### [Work to complete]
A single figure is the whole answer: the number of lines in the entries that contain "MatchEvent".

### [Data provided]
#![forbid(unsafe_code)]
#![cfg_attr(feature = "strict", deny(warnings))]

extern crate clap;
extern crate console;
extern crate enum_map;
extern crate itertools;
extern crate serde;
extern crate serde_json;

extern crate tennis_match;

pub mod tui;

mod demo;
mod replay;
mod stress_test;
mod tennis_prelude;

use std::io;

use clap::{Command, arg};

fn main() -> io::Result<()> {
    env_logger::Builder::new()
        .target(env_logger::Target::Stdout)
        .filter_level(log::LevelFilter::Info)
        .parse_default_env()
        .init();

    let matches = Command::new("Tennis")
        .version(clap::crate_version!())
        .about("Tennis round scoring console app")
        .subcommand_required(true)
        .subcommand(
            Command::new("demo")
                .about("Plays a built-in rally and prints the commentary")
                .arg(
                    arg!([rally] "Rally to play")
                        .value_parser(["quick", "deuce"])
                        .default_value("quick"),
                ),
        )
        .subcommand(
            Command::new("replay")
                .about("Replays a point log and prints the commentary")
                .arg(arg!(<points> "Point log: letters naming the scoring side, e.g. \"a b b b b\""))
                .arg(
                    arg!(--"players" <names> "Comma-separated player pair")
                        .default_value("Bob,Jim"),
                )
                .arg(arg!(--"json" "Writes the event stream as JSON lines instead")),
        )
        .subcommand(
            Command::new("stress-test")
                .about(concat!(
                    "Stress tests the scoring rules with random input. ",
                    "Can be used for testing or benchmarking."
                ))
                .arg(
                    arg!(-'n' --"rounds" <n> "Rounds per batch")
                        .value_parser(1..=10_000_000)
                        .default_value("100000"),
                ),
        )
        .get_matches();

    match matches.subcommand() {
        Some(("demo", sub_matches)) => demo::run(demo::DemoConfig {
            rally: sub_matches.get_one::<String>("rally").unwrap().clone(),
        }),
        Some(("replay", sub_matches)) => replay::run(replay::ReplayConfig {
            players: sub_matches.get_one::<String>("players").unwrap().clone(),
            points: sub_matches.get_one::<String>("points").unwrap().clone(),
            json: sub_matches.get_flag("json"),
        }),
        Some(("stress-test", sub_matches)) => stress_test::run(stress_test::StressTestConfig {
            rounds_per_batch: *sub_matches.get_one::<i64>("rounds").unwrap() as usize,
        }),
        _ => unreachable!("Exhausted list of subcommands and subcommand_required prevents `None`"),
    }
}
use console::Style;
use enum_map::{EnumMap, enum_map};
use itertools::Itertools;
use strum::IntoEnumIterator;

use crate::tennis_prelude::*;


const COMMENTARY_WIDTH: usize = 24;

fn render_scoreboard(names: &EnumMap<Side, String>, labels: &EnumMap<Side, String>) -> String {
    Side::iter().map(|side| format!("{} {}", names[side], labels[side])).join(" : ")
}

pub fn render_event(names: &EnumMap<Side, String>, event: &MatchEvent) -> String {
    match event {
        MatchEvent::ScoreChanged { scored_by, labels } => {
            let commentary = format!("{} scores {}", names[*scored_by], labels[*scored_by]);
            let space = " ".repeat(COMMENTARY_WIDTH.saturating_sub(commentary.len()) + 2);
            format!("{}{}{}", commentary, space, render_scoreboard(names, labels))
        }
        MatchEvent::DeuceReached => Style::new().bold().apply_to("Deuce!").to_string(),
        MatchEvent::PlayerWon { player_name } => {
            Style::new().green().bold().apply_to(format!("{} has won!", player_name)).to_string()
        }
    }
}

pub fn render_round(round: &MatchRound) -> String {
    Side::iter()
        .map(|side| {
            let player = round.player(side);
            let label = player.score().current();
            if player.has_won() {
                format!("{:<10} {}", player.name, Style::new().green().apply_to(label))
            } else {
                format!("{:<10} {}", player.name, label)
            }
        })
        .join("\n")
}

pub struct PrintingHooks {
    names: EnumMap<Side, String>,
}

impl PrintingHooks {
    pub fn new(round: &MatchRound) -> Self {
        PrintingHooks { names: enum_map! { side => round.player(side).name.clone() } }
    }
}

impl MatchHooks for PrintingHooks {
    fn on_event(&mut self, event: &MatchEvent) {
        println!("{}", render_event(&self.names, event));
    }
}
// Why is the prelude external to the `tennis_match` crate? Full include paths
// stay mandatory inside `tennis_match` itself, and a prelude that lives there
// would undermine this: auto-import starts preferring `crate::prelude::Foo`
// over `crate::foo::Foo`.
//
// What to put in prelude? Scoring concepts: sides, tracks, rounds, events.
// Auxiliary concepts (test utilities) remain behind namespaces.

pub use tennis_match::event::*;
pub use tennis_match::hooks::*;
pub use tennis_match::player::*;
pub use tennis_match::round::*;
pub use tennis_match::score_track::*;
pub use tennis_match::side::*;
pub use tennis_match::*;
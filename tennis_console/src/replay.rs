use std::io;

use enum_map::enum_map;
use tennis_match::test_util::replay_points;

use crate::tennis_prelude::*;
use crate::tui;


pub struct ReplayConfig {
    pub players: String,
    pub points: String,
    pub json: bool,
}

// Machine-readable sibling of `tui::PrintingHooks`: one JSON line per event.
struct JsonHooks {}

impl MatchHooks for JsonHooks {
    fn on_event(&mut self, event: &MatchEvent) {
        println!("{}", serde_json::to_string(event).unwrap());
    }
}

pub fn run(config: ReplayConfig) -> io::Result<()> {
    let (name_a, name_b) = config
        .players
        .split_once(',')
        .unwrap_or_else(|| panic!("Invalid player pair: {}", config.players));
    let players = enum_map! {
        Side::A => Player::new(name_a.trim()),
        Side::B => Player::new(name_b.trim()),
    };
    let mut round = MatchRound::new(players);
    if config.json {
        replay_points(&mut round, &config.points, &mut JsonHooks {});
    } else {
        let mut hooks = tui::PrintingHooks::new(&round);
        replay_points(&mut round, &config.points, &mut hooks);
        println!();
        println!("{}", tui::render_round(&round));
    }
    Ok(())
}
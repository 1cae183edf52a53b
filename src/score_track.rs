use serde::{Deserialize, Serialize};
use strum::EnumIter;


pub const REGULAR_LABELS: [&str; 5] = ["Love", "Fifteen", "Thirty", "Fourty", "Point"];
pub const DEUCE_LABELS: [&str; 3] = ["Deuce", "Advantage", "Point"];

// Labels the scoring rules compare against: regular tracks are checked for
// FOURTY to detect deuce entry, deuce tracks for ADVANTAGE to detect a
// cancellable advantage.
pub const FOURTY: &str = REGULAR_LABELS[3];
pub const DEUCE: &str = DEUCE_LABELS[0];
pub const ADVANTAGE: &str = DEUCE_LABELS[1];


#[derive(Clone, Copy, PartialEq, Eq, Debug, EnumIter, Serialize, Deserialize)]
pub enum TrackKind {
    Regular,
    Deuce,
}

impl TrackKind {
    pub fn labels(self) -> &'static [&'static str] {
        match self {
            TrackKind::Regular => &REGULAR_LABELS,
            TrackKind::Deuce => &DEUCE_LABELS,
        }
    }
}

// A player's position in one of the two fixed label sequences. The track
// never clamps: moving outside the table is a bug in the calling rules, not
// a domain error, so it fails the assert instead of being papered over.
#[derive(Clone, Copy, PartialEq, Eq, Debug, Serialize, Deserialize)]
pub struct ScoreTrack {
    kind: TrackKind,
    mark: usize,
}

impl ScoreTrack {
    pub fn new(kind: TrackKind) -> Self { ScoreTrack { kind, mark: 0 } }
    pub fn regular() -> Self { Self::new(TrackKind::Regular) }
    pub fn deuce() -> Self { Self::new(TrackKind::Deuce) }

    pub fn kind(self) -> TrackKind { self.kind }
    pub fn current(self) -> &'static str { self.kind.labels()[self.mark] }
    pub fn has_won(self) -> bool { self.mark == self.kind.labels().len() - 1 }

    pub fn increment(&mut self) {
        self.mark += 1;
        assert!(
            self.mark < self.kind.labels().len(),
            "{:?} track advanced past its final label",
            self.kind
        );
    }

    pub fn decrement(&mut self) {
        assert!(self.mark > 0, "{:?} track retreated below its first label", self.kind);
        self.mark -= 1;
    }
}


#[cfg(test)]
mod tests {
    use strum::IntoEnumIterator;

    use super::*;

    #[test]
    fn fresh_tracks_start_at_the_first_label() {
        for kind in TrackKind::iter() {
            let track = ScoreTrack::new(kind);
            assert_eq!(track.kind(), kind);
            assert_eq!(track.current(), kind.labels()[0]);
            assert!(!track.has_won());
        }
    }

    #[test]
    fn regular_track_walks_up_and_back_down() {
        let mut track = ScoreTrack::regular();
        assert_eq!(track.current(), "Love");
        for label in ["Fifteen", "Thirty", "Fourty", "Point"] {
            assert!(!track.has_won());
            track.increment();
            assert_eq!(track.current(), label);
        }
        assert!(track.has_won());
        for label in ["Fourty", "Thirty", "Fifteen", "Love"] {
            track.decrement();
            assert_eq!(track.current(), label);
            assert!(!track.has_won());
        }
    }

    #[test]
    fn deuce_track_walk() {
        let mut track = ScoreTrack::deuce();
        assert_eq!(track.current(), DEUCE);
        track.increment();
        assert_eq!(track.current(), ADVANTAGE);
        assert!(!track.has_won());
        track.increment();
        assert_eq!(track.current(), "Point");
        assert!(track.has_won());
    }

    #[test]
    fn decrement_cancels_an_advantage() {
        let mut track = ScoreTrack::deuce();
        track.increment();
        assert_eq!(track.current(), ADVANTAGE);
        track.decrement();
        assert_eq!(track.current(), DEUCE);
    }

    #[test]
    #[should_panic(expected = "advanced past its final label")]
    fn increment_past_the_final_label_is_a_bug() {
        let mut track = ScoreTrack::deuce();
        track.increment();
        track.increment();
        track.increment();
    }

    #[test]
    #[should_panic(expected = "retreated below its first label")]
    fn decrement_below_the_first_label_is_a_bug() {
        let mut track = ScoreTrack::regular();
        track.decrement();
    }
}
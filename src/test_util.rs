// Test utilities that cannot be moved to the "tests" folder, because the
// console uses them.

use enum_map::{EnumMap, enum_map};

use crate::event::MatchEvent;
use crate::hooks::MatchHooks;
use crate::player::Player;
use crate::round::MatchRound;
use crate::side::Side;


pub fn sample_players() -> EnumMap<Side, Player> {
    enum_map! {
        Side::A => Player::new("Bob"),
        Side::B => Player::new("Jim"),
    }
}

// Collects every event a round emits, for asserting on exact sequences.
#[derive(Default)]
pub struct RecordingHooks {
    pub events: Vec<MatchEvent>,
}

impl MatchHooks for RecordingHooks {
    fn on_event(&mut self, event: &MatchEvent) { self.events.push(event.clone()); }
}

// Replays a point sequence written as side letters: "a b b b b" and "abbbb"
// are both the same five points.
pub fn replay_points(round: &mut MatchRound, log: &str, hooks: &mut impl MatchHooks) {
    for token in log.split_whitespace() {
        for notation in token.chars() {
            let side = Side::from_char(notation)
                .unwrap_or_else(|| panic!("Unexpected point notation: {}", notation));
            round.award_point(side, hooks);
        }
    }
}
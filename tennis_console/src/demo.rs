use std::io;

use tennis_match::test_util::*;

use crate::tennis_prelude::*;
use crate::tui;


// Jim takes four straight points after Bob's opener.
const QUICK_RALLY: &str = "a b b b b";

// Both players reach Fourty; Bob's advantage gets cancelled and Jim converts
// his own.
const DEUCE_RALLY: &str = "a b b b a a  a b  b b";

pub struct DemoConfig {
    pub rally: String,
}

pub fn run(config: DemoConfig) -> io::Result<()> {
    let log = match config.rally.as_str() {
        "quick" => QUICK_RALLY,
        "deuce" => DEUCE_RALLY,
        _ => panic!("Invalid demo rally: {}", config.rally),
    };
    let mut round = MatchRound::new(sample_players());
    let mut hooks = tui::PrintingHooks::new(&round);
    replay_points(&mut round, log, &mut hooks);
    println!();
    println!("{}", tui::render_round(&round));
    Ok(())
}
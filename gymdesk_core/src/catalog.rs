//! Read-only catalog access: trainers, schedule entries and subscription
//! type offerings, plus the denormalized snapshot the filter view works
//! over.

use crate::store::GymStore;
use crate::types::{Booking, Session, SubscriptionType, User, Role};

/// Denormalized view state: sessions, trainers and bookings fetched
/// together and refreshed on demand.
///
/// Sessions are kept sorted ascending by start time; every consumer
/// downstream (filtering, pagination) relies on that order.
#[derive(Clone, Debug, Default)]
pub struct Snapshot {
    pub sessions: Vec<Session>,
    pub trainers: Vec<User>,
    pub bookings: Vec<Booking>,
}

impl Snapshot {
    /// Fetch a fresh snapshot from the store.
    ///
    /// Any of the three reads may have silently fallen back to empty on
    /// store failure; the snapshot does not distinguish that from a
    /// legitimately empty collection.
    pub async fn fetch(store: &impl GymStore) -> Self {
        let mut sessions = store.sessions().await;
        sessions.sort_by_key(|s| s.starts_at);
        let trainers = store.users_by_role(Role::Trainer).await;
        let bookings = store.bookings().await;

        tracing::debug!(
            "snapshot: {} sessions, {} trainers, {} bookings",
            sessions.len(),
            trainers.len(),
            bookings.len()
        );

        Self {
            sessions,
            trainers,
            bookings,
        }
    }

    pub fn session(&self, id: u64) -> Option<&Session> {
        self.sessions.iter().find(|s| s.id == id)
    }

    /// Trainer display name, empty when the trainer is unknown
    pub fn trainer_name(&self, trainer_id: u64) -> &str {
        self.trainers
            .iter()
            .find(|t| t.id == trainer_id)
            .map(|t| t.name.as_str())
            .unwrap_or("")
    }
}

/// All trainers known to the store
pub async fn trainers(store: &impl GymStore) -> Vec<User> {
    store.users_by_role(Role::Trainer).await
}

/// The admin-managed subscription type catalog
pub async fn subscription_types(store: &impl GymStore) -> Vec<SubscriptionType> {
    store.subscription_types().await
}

### [Result of this task]
9